What the doctor checks

  1. Hardware: Apple Silicon chip and unified memory, NVIDIA GPUs and VRAM, macOS version, and whether M5 Neural Accelerators are active (M5 or newer on macOS 26.2 or newer).
  2. Engines: Ollama, LM Studio, mlx-lm, llama.cpp, vLLM, SGLang, and DS4. For each one: installed, version, and whether a server is answering right now.
  3. Models: everything already downloaded, across the Ollama library, the Hugging Face cache (including mlx-community artifacts), and LM Studio's models directory.
  4. The matrix: a shipped recommendation table maps your hardware tier to ranked engines and models. The doctor prefers what you already have: an installed engine beats a better-but-missing one, and a downloaded model beats a 20GB pull.
  5. Labs discovery: superqode local labs reads models.dev Labs metadata and surfaces open-weight, tool-capable families such as GLM, Qwen, Gemma, DeepSeek, and Devstral with Hugging Face download hints.

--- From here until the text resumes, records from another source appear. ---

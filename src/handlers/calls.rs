use axum::{
    extract::{Path, Query, State},
    response::{Json, Response},
    routing::{get, post},
    Router,
};
use chrono::NaiveDate;
use serde::Deserialize;
use utoipa::IntoParams;
use uuid::Uuid;

use super::common::{created_response, DeletedWithStock, PaginationParams};
use crate::{
    auth::{require_edit, AuthUser, Resource},
    entities::{call, call::CallStatus, store_inquiry},
    errors::ServiceError,
    services::{
        calls::{ApprovalRequest, CallDetail, CallFilter, CreateCallRequest, UpdateCallRequest},
        store_inquiries::{
            CreateStoreInquiryRequest, StoreInquiryDetail, UpdateStoreInquiryRequest,
        },
    },
    ApiResult, AppState,
};

pub fn call_routes() -> Router<AppState> {
    Router::new()
        .route("/", get(list_calls).post(create_call))
        .route("/:id", get(get_call).patch(update_call).delete(delete_call))
        .route("/:id/approval", post(set_approval))
        .route("/:id/store-inquiries", get(list_call_store_inquiries))
}

pub fn store_inquiry_routes() -> Router<AppState> {
    Router::new().route("/", post(create_store_inquiry)).route(
        "/:id",
        get(get_store_inquiry)
            .patch(update_store_inquiry)
            .delete(delete_store_inquiry),
    )
}

#[derive(Debug, Deserialize, IntoParams)]
#[into_params(parameter_in = Query)]
pub struct CallListQuery {
    /// `open`, `pending`, `in_progress` or `complete`
    pub status: Option<String>,
    /// Only calls this technician is assigned to
    pub technician: Option<Uuid>,
    /// Earliest reported date, inclusive
    pub start_date: Option<NaiveDate>,
    /// Latest reported date, inclusive
    pub end_date: Option<NaiveDate>,
    #[serde(default = "default_page")]
    pub page: u64,
    #[serde(default = "default_per_page")]
    pub per_page: u64,
}

fn default_page() -> u64 {
    1
}

fn default_per_page() -> u64 {
    20
}

impl CallListQuery {
    fn filter(&self) -> Result<CallFilter, ServiceError> {
        let status = match self.status.as_deref() {
            None => None,
            Some(raw) => Some(CallStatus::from_filter(raw).ok_or_else(|| {
                ServiceError::ValidationError(format!("Unknown call status: {}", raw))
            })?),
        };
        Ok(CallFilter {
            status,
            technician: self.technician,
            start_date: self.start_date,
            end_date: self.end_date,
        })
    }
}

/// Log a service call
#[utoipa::path(
    post,
    path = "/api/v1/calls",
    request_body = CreateCallRequest,
    responses(
        (status = 201, description = "Call logged", body = CallDetail),
        (status = 400, description = "Walk-in details or contract references missing", body = crate::errors::ErrorResponse),
        (status = 409, description = "Ticket number taken", body = crate::errors::ErrorResponse)
    ),
    tag = "calls"
)]
pub async fn create_call(
    State(state): State<AppState>,
    user: AuthUser,
    Json(payload): Json<CreateCallRequest>,
) -> Result<Response, ServiceError> {
    require_edit(&user, Resource::Call)?;
    let call = state.services.calls.create(payload).await?;
    Ok(created_response(call))
}

#[utoipa::path(
    get,
    path = "/api/v1/calls",
    params(CallListQuery),
    responses(
        (status = 200, description = "Calls page, newest first", body = Vec<CallDetail>),
        (status = 400, description = "Unknown status or inverted period", body = crate::errors::ErrorResponse)
    ),
    tag = "calls"
)]
pub async fn list_calls(
    State(state): State<AppState>,
    Query(query): Query<CallListQuery>,
) -> ApiResult<Vec<CallDetail>> {
    let filter = query.filter()?;
    let page = PaginationParams {
        page: query.page,
        per_page: query.per_page,
    };
    Ok(Json(
        state
            .services
            .calls
            .list(filter, page.limit(), page.offset())
            .await?,
    ))
}

#[utoipa::path(
    get,
    path = "/api/v1/calls/{id}",
    params(("id" = Uuid, Path, description = "Call ID")),
    responses(
        (status = 200, description = "Call found", body = CallDetail),
        (status = 404, description = "Call not found", body = crate::errors::ErrorResponse)
    ),
    tag = "calls"
)]
pub async fn get_call(State(state): State<AppState>, Path(id): Path<Uuid>) -> ApiResult<CallDetail> {
    Ok(Json(state.services.calls.get(id).await?))
}

#[utoipa::path(
    patch,
    path = "/api/v1/calls/{id}",
    params(("id" = Uuid, Path, description = "Call ID")),
    request_body = UpdateCallRequest,
    responses(
        (status = 200, description = "Call updated", body = CallDetail),
        (status = 404, description = "Call not found", body = crate::errors::ErrorResponse)
    ),
    tag = "calls"
)]
pub async fn update_call(
    State(state): State<AppState>,
    user: AuthUser,
    Path(id): Path<Uuid>,
    Json(payload): Json<UpdateCallRequest>,
) -> ApiResult<CallDetail> {
    require_edit(&user, Resource::Call)?;
    Ok(Json(state.services.calls.update(id, payload).await?))
}

/// Record the manager approval or client verification of a call
#[utoipa::path(
    post,
    path = "/api/v1/calls/{id}/approval",
    params(("id" = Uuid, Path, description = "Call ID")),
    request_body = ApprovalRequest,
    responses(
        (status = 200, description = "Approval recorded", body = call::Model),
        (status = 404, description = "Call not found", body = crate::errors::ErrorResponse)
    ),
    tag = "calls"
)]
pub async fn set_approval(
    State(state): State<AppState>,
    user: AuthUser,
    Path(id): Path<Uuid>,
    Json(payload): Json<ApprovalRequest>,
) -> ApiResult<call::Model> {
    require_edit(&user, Resource::Call)?;
    Ok(Json(
        state
            .services
            .calls
            .set_approval(id, payload.field, payload.value)
            .await?,
    ))
}

/// Delete a call and every requisition raised from it
#[utoipa::path(
    delete,
    path = "/api/v1/calls/{id}",
    params(("id" = Uuid, Path, description = "Call ID")),
    responses(
        (status = 200, description = "Call deleted", body = DeletedWithStock),
        (status = 404, description = "Call not found", body = crate::errors::ErrorResponse)
    ),
    tag = "calls"
)]
pub async fn delete_call(
    State(state): State<AppState>,
    user: AuthUser,
    Path(id): Path<Uuid>,
) -> ApiResult<DeletedWithStock> {
    require_edit(&user, Resource::Call)?;
    let stock = state.services.calls.delete(id).await?;
    Ok(Json(DeletedWithStock { id, stock }))
}

#[utoipa::path(
    get,
    path = "/api/v1/calls/{id}/store-inquiries",
    params(("id" = Uuid, Path, description = "Call ID")),
    responses(
        (status = 200, description = "Requisitions raised from the call", body = Vec<store_inquiry::Model>),
        (status = 404, description = "Call not found", body = crate::errors::ErrorResponse)
    ),
    tag = "calls"
)]
pub async fn list_call_store_inquiries(
    State(state): State<AppState>,
    Path(id): Path<Uuid>,
) -> ApiResult<Vec<store_inquiry::Model>> {
    state.services.calls.get(id).await?;
    Ok(Json(state.services.store_inquiries.list_for_call(id).await?))
}

/// Ask the store for a part on behalf of a call
#[utoipa::path(
    post,
    path = "/api/v1/store-inquiries",
    request_body = CreateStoreInquiryRequest,
    responses(
        (status = 201, description = "Requisition raised", body = StoreInquiryDetail),
        (status = 404, description = "Call or part not found", body = crate::errors::ErrorResponse)
    ),
    tag = "store-inquiries"
)]
pub async fn create_store_inquiry(
    State(state): State<AppState>,
    user: AuthUser,
    Json(payload): Json<CreateStoreInquiryRequest>,
) -> Result<Response, ServiceError> {
    require_edit(
        &user,
        Resource::StoreInquiry {
            requested_by: user.user_id,
        },
    )?;
    let inquiry = state
        .services
        .store_inquiries
        .create(payload, user.user_id)
        .await?;
    Ok(created_response(inquiry))
}

#[utoipa::path(
    get,
    path = "/api/v1/store-inquiries/{id}",
    params(("id" = Uuid, Path, description = "Store inquiry ID")),
    responses(
        (status = 200, description = "Requisition found", body = StoreInquiryDetail),
        (status = 404, description = "Requisition not found", body = crate::errors::ErrorResponse)
    ),
    tag = "store-inquiries"
)]
pub async fn get_store_inquiry(
    State(state): State<AppState>,
    Path(id): Path<Uuid>,
) -> ApiResult<StoreInquiryDetail> {
    Ok(Json(state.services.store_inquiries.get(id).await?))
}

/// Edit, issue, reject or reopen a requisition
#[utoipa::path(
    patch,
    path = "/api/v1/store-inquiries/{id}",
    params(("id" = Uuid, Path, description = "Store inquiry ID")),
    request_body = UpdateStoreInquiryRequest,
    responses(
        (status = 200, description = "Requisition updated", body = StoreInquiryDetail),
        (status = 400, description = "Transition not allowed", body = crate::errors::ErrorResponse),
        (status = 403, description = "Not allowed", body = crate::errors::ErrorResponse),
        (status = 422, description = "Insufficient stock to issue", body = crate::errors::ErrorResponse)
    ),
    tag = "store-inquiries"
)]
pub async fn update_store_inquiry(
    State(state): State<AppState>,
    user: AuthUser,
    Path(id): Path<Uuid>,
    Json(payload): Json<UpdateStoreInquiryRequest>,
) -> ApiResult<StoreInquiryDetail> {
    let existing = state.services.store_inquiries.get(id).await?;
    require_edit(
        &user,
        Resource::StoreInquiry {
            requested_by: existing.inquiry.requested_by,
        },
    )?;
    if payload.is_decision() {
        require_edit(&user, Resource::StoreInquiryDecision)?;
    }
    Ok(Json(
        state
            .services
            .store_inquiries
            .update(id, payload, user.user_id)
            .await?,
    ))
}

/// Delete a requisition and the lease parts fitted against it
#[utoipa::path(
    delete,
    path = "/api/v1/store-inquiries/{id}",
    params(("id" = Uuid, Path, description = "Store inquiry ID")),
    responses(
        (status = 200, description = "Requisition deleted", body = DeletedWithStock),
        (status = 404, description = "Requisition not found", body = crate::errors::ErrorResponse)
    ),
    tag = "store-inquiries"
)]
pub async fn delete_store_inquiry(
    State(state): State<AppState>,
    user: AuthUser,
    Path(id): Path<Uuid>,
) -> ApiResult<DeletedWithStock> {
    let existing = state.services.store_inquiries.get(id).await?;
    require_edit(
        &user,
        Resource::StoreInquiry {
            requested_by: existing.inquiry.requested_by,
        },
    )?;
    let stock = state.services.store_inquiries.delete(id).await?;
    Ok(Json(DeletedWithStock { id, stock }))
}
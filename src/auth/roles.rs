use serde::{Deserialize, Serialize};
use std::fmt;

/// Staff roles as they appear in token claims
#[derive(Debug, Clone, Copy, PartialEq, Eq, Hash, Serialize, Deserialize)]
pub enum Role {
    #[serde(rename = "Director")]
    Director,
    #[serde(rename = "Super Admin")]
    SuperAdmin,
    #[serde(rename = "Technician Manager")]
    TechnicianManager,
    #[serde(rename = "Sales Manager")]
    SalesManager,
    #[serde(rename = "Inventory Manager")]
    InventoryManager,
    #[serde(rename = "Sales Member")]
    SalesMember,
    #[serde(rename = "Technician")]
    Technician,
}

impl Role {
    pub const ALL: [Role; 7] = [
        Role::Director,
        Role::SuperAdmin,
        Role::TechnicianManager,
        Role::SalesManager,
        Role::InventoryManager,
        Role::SalesMember,
        Role::Technician,
    ];

    pub fn as_str(&self) -> &'static str {
        match self {
            Role::Director => "Director",
            Role::SuperAdmin => "Super Admin",
            Role::TechnicianManager => "Technician Manager",
            Role::SalesManager => "Sales Manager",
            Role::InventoryManager => "Inventory Manager",
            Role::SalesMember => "Sales Member",
            Role::Technician => "Technician",
        }
    }

    pub fn from_str(s: &str) -> Option<Self> {
        Self::ALL.into_iter().find(|role| role.as_str() == s)
    }
}

impl fmt::Display for Role {
    fn fmt(&self, f: &mut fmt::Formatter<'_>) -> fmt::Result {
        f.write_str(self.as_str())
    }
}

#[cfg(test)]
mod tests {
    use super::*;

    #[test]
    fn labels_round_trip() {
        for role in Role::ALL {
            assert_eq!(Role::from_str(role.as_str()), Some(role));
        }
        assert_eq!(Role::from_str("super admin"), None);
    }

    #[test]
    fn serde_uses_display_labels() {
        let json = serde_json::to_string(&Role::InventoryManager).unwrap();
        assert_eq!(json, "\"Inventory Manager\"");
    }
}
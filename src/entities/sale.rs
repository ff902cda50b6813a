use async_trait::async_trait;
use chrono::{DateTime, NaiveDate, Utc};
use sea_orm::entity::prelude::*;
use sea_orm::{ActiveValue, Set};
use serde::{Deserialize, Serialize};
use utoipa::ToSchema;

#[derive(Debug, Clone, Copy, PartialEq, Eq, Serialize, Deserialize, ToSchema)]
pub enum SaleType {
    /// Sale to a registered client
    Internal,
    /// Counter sale; the client may be created on the fly
    Local,
}

impl SaleType {
    pub fn as_str(&self) -> &'static str {
        match self {
            SaleType::Internal => "Internal",
            SaleType::Local => "Local",
        }
    }

    pub fn from_str(s: &str) -> Option<Self> {
        match s {
            "Internal" => Some(SaleType::Internal),
            "Local" => Some(SaleType::Local),
            _ => None,
        }
    }
}

#[derive(Clone, Debug, PartialEq, Eq, DeriveEntityModel, Serialize, Deserialize, ToSchema)]
#[sea_orm(table_name = "sales")]
#[schema(as = Sale)]
pub struct Model {
    #[sea_orm(primary_key, auto_increment = false)]
    pub id: Uuid,
    #[sea_orm(unique)]
    pub sale_no: String,
    pub sale_type: String,
    pub client_id: Option<Uuid>,
    pub local_client_name: Option<String>,
    pub sale_date: NaiveDate,
    pub notes: Option<String>,
    pub add_vat: bool,
    pub store_inquiry_id: Option<Uuid>,
    pub created_at: DateTime<Utc>,
    pub updated_at: DateTime<Utc>,
}

#[derive(Copy, Clone, Debug, EnumIter, DeriveRelation)]
pub enum Relation {
    #[sea_orm(
        belongs_to = "super::client::Entity",
        from = "Column::ClientId",
        to = "super::client::Column::Id"
    )]
    Client,
    #[sea_orm(
        belongs_to = "super::store_inquiry::Entity",
        from = "Column::StoreInquiryId",
        to = "super::store_inquiry::Column::Id"
    )]
    StoreInquiry,
}

impl Related<super::client::Entity> for Entity {
    fn to() -> RelationDef {
        Relation::Client.def()
    }
}

impl Related<super::store_inquiry::Entity> for Entity {
    fn to() -> RelationDef {
        Relation::StoreInquiry.def()
    }
}

#[async_trait]
impl ActiveModelBehavior for ActiveModel {
    async fn before_save<C>(self, _db: &C, insert: bool) -> Result<Self, DbErr>
    where
        C: ConnectionTrait,
    {
        let mut active_model = self;
        let now = Utc::now();
        if insert {
            active_model.created_at = Set(now);
            if let ActiveValue::NotSet = active_model.id {
                active_model.id = Set(Uuid::new_v4());
            }
        }
        active_model.updated_at = Set(now);
        Ok(active_model)
    }
}
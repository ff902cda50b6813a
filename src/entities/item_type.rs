use async_trait::async_trait;
use chrono::{DateTime, Utc};
use sea_orm::entity::prelude::*;
use sea_orm::{ActiveValue, Set};
use serde::{Deserialize, Serialize};
use utoipa::ToSchema;

/// Catalog entry for machine, part and accessory types. `category` holds the
/// `ItemKind` label; names are unique within a category.
#[derive(Clone, Debug, PartialEq, Eq, DeriveEntityModel, Serialize, Deserialize, ToSchema)]
#[sea_orm(table_name = "item_types")]
#[schema(as = ItemType)]
pub struct Model {
    #[sea_orm(primary_key, auto_increment = false)]
    pub id: Uuid,
    pub category: String,
    pub name: String,
    pub type_name: String,
    pub brand: String,
    pub color: String,
    pub created_at: DateTime<Utc>,
}

#[derive(Copy, Clone, Debug, EnumIter, DeriveRelation)]
pub enum Relation {}

#[async_trait]
impl ActiveModelBehavior for ActiveModel {
    async fn before_save<C>(self, _db: &C, insert: bool) -> Result<Self, DbErr>
    where
        C: ConnectionTrait,
    {
        let mut active_model = self;
        if insert {
            active_model.created_at = Set(Utc::now());
            if let ActiveValue::NotSet = active_model.id {
                active_model.id = Set(Uuid::new_v4());
            }
        }
        Ok(active_model)
    }
}
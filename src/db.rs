pub mod transaction;

use crate::config::AppConfig;
use crate::errors::ServiceError;
use metrics::{counter, gauge};
use sea_orm::{ConnectOptions, Database, DatabaseConnection};
use sea_orm_migration::MigratorTrait;
use std::time::Duration;
use tracing::{debug, error, info};

pub use transaction::{in_transaction, BoxFuture};

/// Type alias for a database connection pool
pub type DbPool = DatabaseConnection;

/// Configuration for database connection
#[derive(Debug, Clone)]
pub struct DbConfig {
    /// Database connection URL
    pub url: String,
    /// Maximum number of connections
    pub max_connections: u32,
    /// Minimum number of connections
    pub min_connections: u32,
    /// Connection timeout duration
    pub connect_timeout: Duration,
    /// Idle timeout duration
    pub idle_timeout: Duration,
    /// Acquire connection timeout
    pub acquire_timeout: Duration,
    /// Log each statement through sqlx
    pub statement_logging: bool,
}

impl Default for DbConfig {
    fn default() -> Self {
        Self {
            url: String::new(),
            max_connections: 10,
            min_connections: 1,
            connect_timeout: Duration::from_secs(30),
            idle_timeout: Duration::from_secs(600),
            acquire_timeout: Duration::from_secs(8),
            statement_logging: false,
        }
    }
}

impl From<&AppConfig> for DbConfig {
    fn from(cfg: &AppConfig) -> Self {
        Self {
            url: cfg.database_url.clone(),
            max_connections: cfg.db_max_connections,
            min_connections: cfg.db_min_connections,
            connect_timeout: Duration::from_secs(cfg.db_connect_timeout_secs),
            idle_timeout: Duration::from_secs(cfg.db_idle_timeout_secs),
            acquire_timeout: Duration::from_secs(cfg.db_acquire_timeout_secs),
            statement_logging: cfg.db_statement_logging,
        }
    }
}

/// Establishes a connection pool to the database with custom configuration
///
/// # Errors
/// Returns a `ServiceError::DatabaseError` if the connection cannot be established
pub async fn establish_connection_with_config(config: &DbConfig) -> Result<DbPool, ServiceError> {
    debug!("Configuring database connection with: {:?}", config);

    let mut opt = ConnectOptions::new(config.url.clone());
    opt.max_connections(config.max_connections)
        .min_connections(config.min_connections)
        .connect_timeout(config.connect_timeout)
        .acquire_timeout(config.acquire_timeout)
        .idle_timeout(config.idle_timeout)
        .sqlx_logging(config.statement_logging);

    gauge!("bititec_db.max_connections", config.max_connections as f64);

    info!(
        "Connecting to database with max_connections={}",
        config.max_connections
    );

    let db_pool = Database::connect(opt).await.map_err(|e| {
        error!("Database connection establishment failed: {}", e);
        ServiceError::DatabaseError(e)
    })?;

    info!("Database connection pool established successfully");
    Ok(db_pool)
}

/// Establish DB pool using AppConfig tuning
pub async fn establish_connection_from_app_config(cfg: &AppConfig) -> Result<DbPool, ServiceError> {
    let db_cfg: DbConfig = cfg.into();
    establish_connection_with_config(&db_cfg).await
}

/// Runs the embedded schema migrations
pub async fn run_migrations(pool: &DbPool) -> Result<(), ServiceError> {
    info!("Running database migrations");
    let start = std::time::Instant::now();

    let result = crate::migrator::Migrator::up(pool, None)
        .await
        .map_err(ServiceError::DatabaseError);

    let elapsed = start.elapsed();
    match &result {
        Ok(_) => info!(
            "Database migrations completed successfully in {:?}",
            elapsed
        ),
        Err(e) => error!("Database migrations failed after {:?}: {}", elapsed, e),
    }

    result
}

/// Checks if the database connection is active
pub async fn check_connection(pool: &DbPool) -> Result<(), ServiceError> {
    let start = std::time::Instant::now();
    let result = pool.ping().await.map_err(ServiceError::DatabaseError);

    let elapsed = start.elapsed();
    match &result {
        Ok(_) => {
            debug!("Database connection check successful in {:?}", elapsed);
            gauge!("bititec_db.connection_latency", elapsed.as_millis() as f64);
        }
        Err(e) => {
            error!(
                "Database connection check failed after {:?}: {}",
                elapsed, e
            );
            counter!("bititec_db.connection_failures", 1);
        }
    }

    result
}

#[cfg(test)]
mod tests {
    use super::*;

    #[test]
    fn db_config_follows_app_config_tuning() {
        let mut app = AppConfig::new(
            "sqlite::memory:".into(),
            "x".repeat(64),
            "127.0.0.1".into(),
            8080,
            "test".into(),
        );
        app.db_max_connections = 3;
        app.db_acquire_timeout_secs = 2;
        app.db_statement_logging = true;

        let cfg = DbConfig::from(&app);
        assert_eq!(cfg.url, "sqlite::memory:");
        assert_eq!(cfg.max_connections, 3);
        assert_eq!(cfg.acquire_timeout, Duration::from_secs(2));
        assert!(cfg.statement_logging);
    }

    #[tokio::test]
    async fn migrations_run_on_in_memory_sqlite() {
        let cfg = DbConfig {
            url: "sqlite::memory:".into(),
            max_connections: 1,
            min_connections: 1,
            ..Default::default()
        };
        let pool = establish_connection_with_config(&cfg).await.unwrap();
        run_migrations(&pool).await.unwrap();
        check_connection(&pool).await.unwrap();
    }
}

The shipped matrix only recommends models with explicit provenance: a models.dev Lab entry or a vetted community namespace such as mlx-community. General Hugging Face search remains available, but search results are not promoted into SuperQode defaults without that source label.

Example output:

SuperQode Local Stack Doctor
============================================================
Hardware   Apple M4 Max, 128GB unified memory (macOS 26.2)
Tier       apple_128: Apple Silicon, 96GB+ unified memory

Engines
    mlx-lm     not installed
  * ollama     running ollama version is 0.30.3
      - MLX runtime available (0.19+, >32GB): fastest Ollama path on Apple Silicon
    ds4        installed
    lmstudio   installed

Recommended models
  + GLM-4.5-Air (bf16 or 8bit) [main]  downloaded (hf:THUDM/GLM-4.5-Air, 32.2GB)  source: models.dev/labs/zhipuai
  - Gemma 4 31B (bf16 or 8bit) [main]  get it: ollama pull gemma4:31b  source: models.dev/labs/google
  - Qwen3-Coder 30B-A3B [main]  get it: ollama pull qwen3-coder:30b-a3b  source: models.dev/labs/alibaba

Verdict
  Engine mlx-lm + GLM-4.5-Air (ready now)
  Generate a tuned harness: superqode local doctor --generate harness.yaml

Use --json for the full machine-readable report. Add --repo PATH to size a repository at the same time; the doctor will report code-file count, estimated code tokens, primary languages, largest files, recommended context window, model-size class, and workflow shape. Add --guardrails to include conservative local runtime limits for battery, memory headroom, context cap, and worker concurrency.


Generate a tuned harness

superqode local init --repo .
superqode --harness superqode.local.yaml

local init is the MVP one-command path. It runs the doctor, writes a tuned superqode.local.yaml, and runs local smoke when a local server is available. If smoke fails, the harness is still written but the output gives exact next steps before you trust it for a real coding task.

For manual control:

superqode local doctor --repo . --generate harness.yaml
superqode --harness harness.yaml -p "your task"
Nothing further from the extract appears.